The village was situated on an uneven stretch of red-brown soil on the southern coastal plain. It lay on a highway constructed by the British during World War II, which paralleled and fed the coastal highway and passed through Gaza and Julis. The site was known during the Crusades as Coquebel. In 1596 Kawkab, a site identified with Kawkaba, was a village with 88 people. It paid taxes on wheat, barley, sesame, fruit trees, and vineyards.

The modem village was built around the middle of the nineteenth century on the site of a khirba that bore the same name. In the late 1800s, the village of Kawkaba had a rectangular layout along the above-mentioned road, and expanded north-south alongside it; it had a well to the west and a pool to the north. Kawkaba shared an elementary school with the villages of Bayt Tima and Hulayqat. Its houses were made of adobe and cement, and its shops were located at the village center, on the western side of the road. On its eastern lands were two water sources: a spring and a 70-m-deep well. The inhabitants of Kawkaba, who were Muslims, engaged in rainfed agriculture, cultivating grain and winter and summer vegetables. Toward the end of the Mandate they also cultivated fruits, such as figs and grapes, on all their lands except those to the west. In 1944/45 a total of 8,166 dunums was allotted to cereals; 166 dunums were irrigated or used for orchards.

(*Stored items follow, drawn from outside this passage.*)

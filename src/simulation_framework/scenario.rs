use std::collections::{HashMap, HashSet};
use std::net::IpAddr;

use crate::as_graph::{ASGraph, ASN};
use crate::engine::SimulationEngine;
use crate::error::SimResult;
use crate::route_validator::ROA;
use crate::shared::SettingsSet;
use crate::simulation_engine::Announcement;

use super::scenario_config::ScenarioConfig;

/// What one concrete attack (or non-attack) scenario contributes: who
/// attacks, who originates legitimately, what gets seeded, and how success
/// is measured. Adoption percentage and setting selection are layered on
/// top by `Scenario`, which every concrete scenario shares.
pub trait ScenarioTrait: Send + Sync {
    /// Minimum number of propagation rounds for this scenario
    fn min_propagation_rounds(&self) -> u32 {
        1
    }

    /// Get the name of this scenario type
    fn name(&self) -> &str;

    /// Get attacker ASNs for this scenario
    fn get_attacker_asns(&self, as_graph: &ASGraph) -> HashSet<ASN>;

    /// Get legitimate origin ASNs
    fn get_legitimate_origin_asns(&self, as_graph: &ASGraph) -> HashSet<ASN>;

    /// Get announcements to seed the simulation with
    fn get_seed_asn_ann_dict(&self, as_graph: &ASGraph) -> HashMap<ASN, Vec<Announcement>>;

    /// Get ROAs for the simulation
    fn get_roas(&self, as_graph: &ASGraph) -> Vec<ROA>;

    /// Get destination IP address for the data-plane traceback
    fn get_dest_ip_addr(&self) -> IpAddr {
        "1.2.3.4".parse().unwrap()
    }

    /// Settings baked into the attack itself rather than chosen by whoever
    /// configures adoption, e.g. the first-ASN-stripping transform that
    /// makes a prefix hijack a *shortest-path* hijack. Applied to
    /// `attacker_asns` with higher precedence than adoption settings.
    fn attacker_settings(&self) -> SettingsSet {
        SettingsSet::empty()
    }

    /// Whether the engine's final state counts as this scenario's attack
    /// having succeeded.
    fn is_successful(&self, engine: &SimulationEngine) -> bool;

    /// Runs after every propagation round. Default no-op; a scenario that
    /// needs a second-round hook (e.g. re-seeding a leaked path once the
    /// first round's routes have settled) overrides this instead of cramming
    /// extra state into `get_seed_asn_ann_dict`.
    fn post_propagation_hook(&self, _engine: &mut SimulationEngine, _round: u32, _trial: usize, _percent_adopt: f64) {}

    /// Runs once, after the last propagation round and before outcome
    /// aggregation. Default no-op.
    fn pre_aggregation_hook(&self, _engine: &SimulationEngine) {}
}

/// Binds one concrete `ScenarioTrait` implementation to an AS graph and an
/// adoption percentage: resolves which ASNs attack, originate, and adopt
/// defenses for this trial, and carries the resulting seed announcements
/// and ROAs the engine consumes.
pub struct Scenario {
    pub config: ScenarioConfig,
    pub percent_ases_randomly_adopting: f64,
    pub scenario_impl: Box<dyn ScenarioTrait>,
    pub attacker_asns: HashSet<ASN>,
    pub legitimate_origin_asns: HashSet<ASN>,
    pub adopting_asns: HashSet<ASN>,
    pub seed_asn_ann_dict: HashMap<ASN, Vec<Announcement>>,
    pub roas: Vec<ROA>,
    pub dest_ip_addr: IpAddr,
}

impl Scenario {
    pub fn new(
        config: ScenarioConfig,
        as_graph: &ASGraph,
        percent_ases_randomly_adopting: f64,
        scenario_impl: Box<dyn ScenarioTrait>,
    ) -> Self {
        let attacker_asns = config
            .override_attacker_asns
            .clone()
            .unwrap_or_else(|| scenario_impl.get_attacker_asns(as_graph));

        let legitimate_origin_asns = config
            .override_legitimate_origin_asns
            .clone()
            .unwrap_or_else(|| scenario_impl.get_legitimate_origin_asns(as_graph));

        let adopting_asns = config
            .override_adopting_asns
            .clone()
            .unwrap_or_else(|| Self::get_random_adopting_asns(as_graph, percent_ases_randomly_adopting));

        let seed_asn_ann_dict = config
            .override_seed_asn_ann_dict
            .clone()
            .unwrap_or_else(|| scenario_impl.get_seed_asn_ann_dict(as_graph));

        let roas = config.override_roas.clone().unwrap_or_else(|| scenario_impl.get_roas(as_graph));

        let dest_ip_addr = config.override_dest_ip_addr.unwrap_or_else(|| scenario_impl.get_dest_ip_addr());

        Scenario {
            config,
            percent_ases_randomly_adopting,
            scenario_impl,
            attacker_asns,
            legitimate_origin_asns,
            adopting_asns,
            seed_asn_ann_dict,
            roas,
            dest_ip_addr,
        }
    }

    fn get_random_adopting_asns(as_graph: &ASGraph, percent: f64) -> HashSet<ASN> {
        let all_asns: Vec<ASN> = as_graph.iter().map(|a| a.asn).collect();
        let num_to_adopt = ((all_asns.len() as f64) * (percent / 100.0)) as usize;

        let mut adopting = HashSet::new();
        let mut remaining = all_asns;

        for _ in 0..num_to_adopt.min(remaining.len()) {
            if remaining.is_empty() {
                break;
            }
            let idx = rand::random::<usize>() % remaining.len();
            let asn = remaining.swap_remove(idx);
            adopting.insert(asn);
        }

        adopting
    }

    pub fn name(&self) -> &str {
        self.scenario_impl.name()
    }

    pub fn min_propagation_rounds(&self) -> u32 {
        self.scenario_impl.min_propagation_rounds().max(1)
    }

    pub fn is_successful(&self, engine: &SimulationEngine) -> bool {
        self.scenario_impl.is_successful(engine)
    }

    /// Builds the per-AS settings map from the adopting ASNs and the
    /// config's default adoption settings, then hands the seed
    /// announcements and ROAs to `engine.setup` for round 0.
    pub fn setup_engine(&self, engine: &mut SimulationEngine) -> SimResult<()> {
        let adopted: SettingsSet = self
            .config
            .default_adoption_settings
            .iter()
            .filter(|(_, &enabled)| enabled)
            .map(|(&setting, _)| setting)
            .collect();

        let mut settings: HashMap<ASN, SettingsSet> = HashMap::new();
        for &asn in &self.adopting_asns {
            settings.insert(asn, adopted);
        }

        // Attacker-intrinsic settings take precedence over whatever adoption
        // assigned this ASN, since they describe the attack itself rather
        // than a defense the AS chose to run.
        let attacker_settings = self.scenario_impl.attacker_settings();
        if !attacker_settings.is_empty() {
            for &asn in &self.attacker_asns {
                let entry = settings.entry(asn).or_insert_with(SettingsSet::empty);
                for setting in attacker_settings.iter() {
                    entry.insert(setting);
                }
            }
        }

        let seeds: Vec<(ASN, Announcement)> = self
            .seed_asn_ann_dict
            .iter()
            .flat_map(|(&asn, anns)| anns.iter().cloned().map(move |ann| (asn, ann)))
            .collect();

        engine.setup(&settings, self.roas.clone(), seeds)
    }
}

Kawkaba contained an archeological site with a pool, cisterns, the foundations of buildings, columns, and severed capitals. North of it was Khirbat Kamas, which was identified with the Crusader Camsa and which yielded some archaeological artifacts.

Israeli historian Benny Morris writes that the villagers fled westwards to Gaza on 13 May 1948, as a result of the destruction of the nearby village of Burayr, which was carried out during Operation Barak . But some inhabitants seem to have remained in Kawkaba, for the History of the Haganah claims that the villagers left in October 1948, during Operation Yoav.

The war reached Kawkaba well before these events, however. The Palestinian newspaper Filastin reported that a clash took place on 11 January on the road outside the village. The clash erupted when an armed Jewish convoy was attacked by Arab fighters, who lost one man in the two-hour skirmish.

An Egyptian account complements the Israeli versions of Kawkaba's occupation, claiming that the village was first occupied by Israel on 14 June 1948, in violation of the first truce of the war. Egyptian author Muhammad Abd al-Mun'im writes that the villagers were expelled at this time. Relying on Egyptian official records, he adds that Kawkaba was recaptured on 8 July by the Egyptian Second Infantry Battalion, with the help of a Saudi company, just as the first truce was ending. It apparently remained in Arab hands until the end of the second truce, on 18–19 October. The New York Times reported that, on 20 October, the Israeli army announced the capture of Kawkaba, along with Bayt Tima and Hulayqat. Thus, the village changed hands no less than three times in the course of the war, and the inhabitants were probably displaced in stages.

The settlement of Kokhav Mikha'el was founded in 1950 on village lands, southeast of the village site.

The site is overgrown with sycamore and Christ's-thorn trees. The old road, as well as crumbled walls and debris in a wooded part of the site are clearly visible. The land in the vicinity is cultivated by Israeli farmers.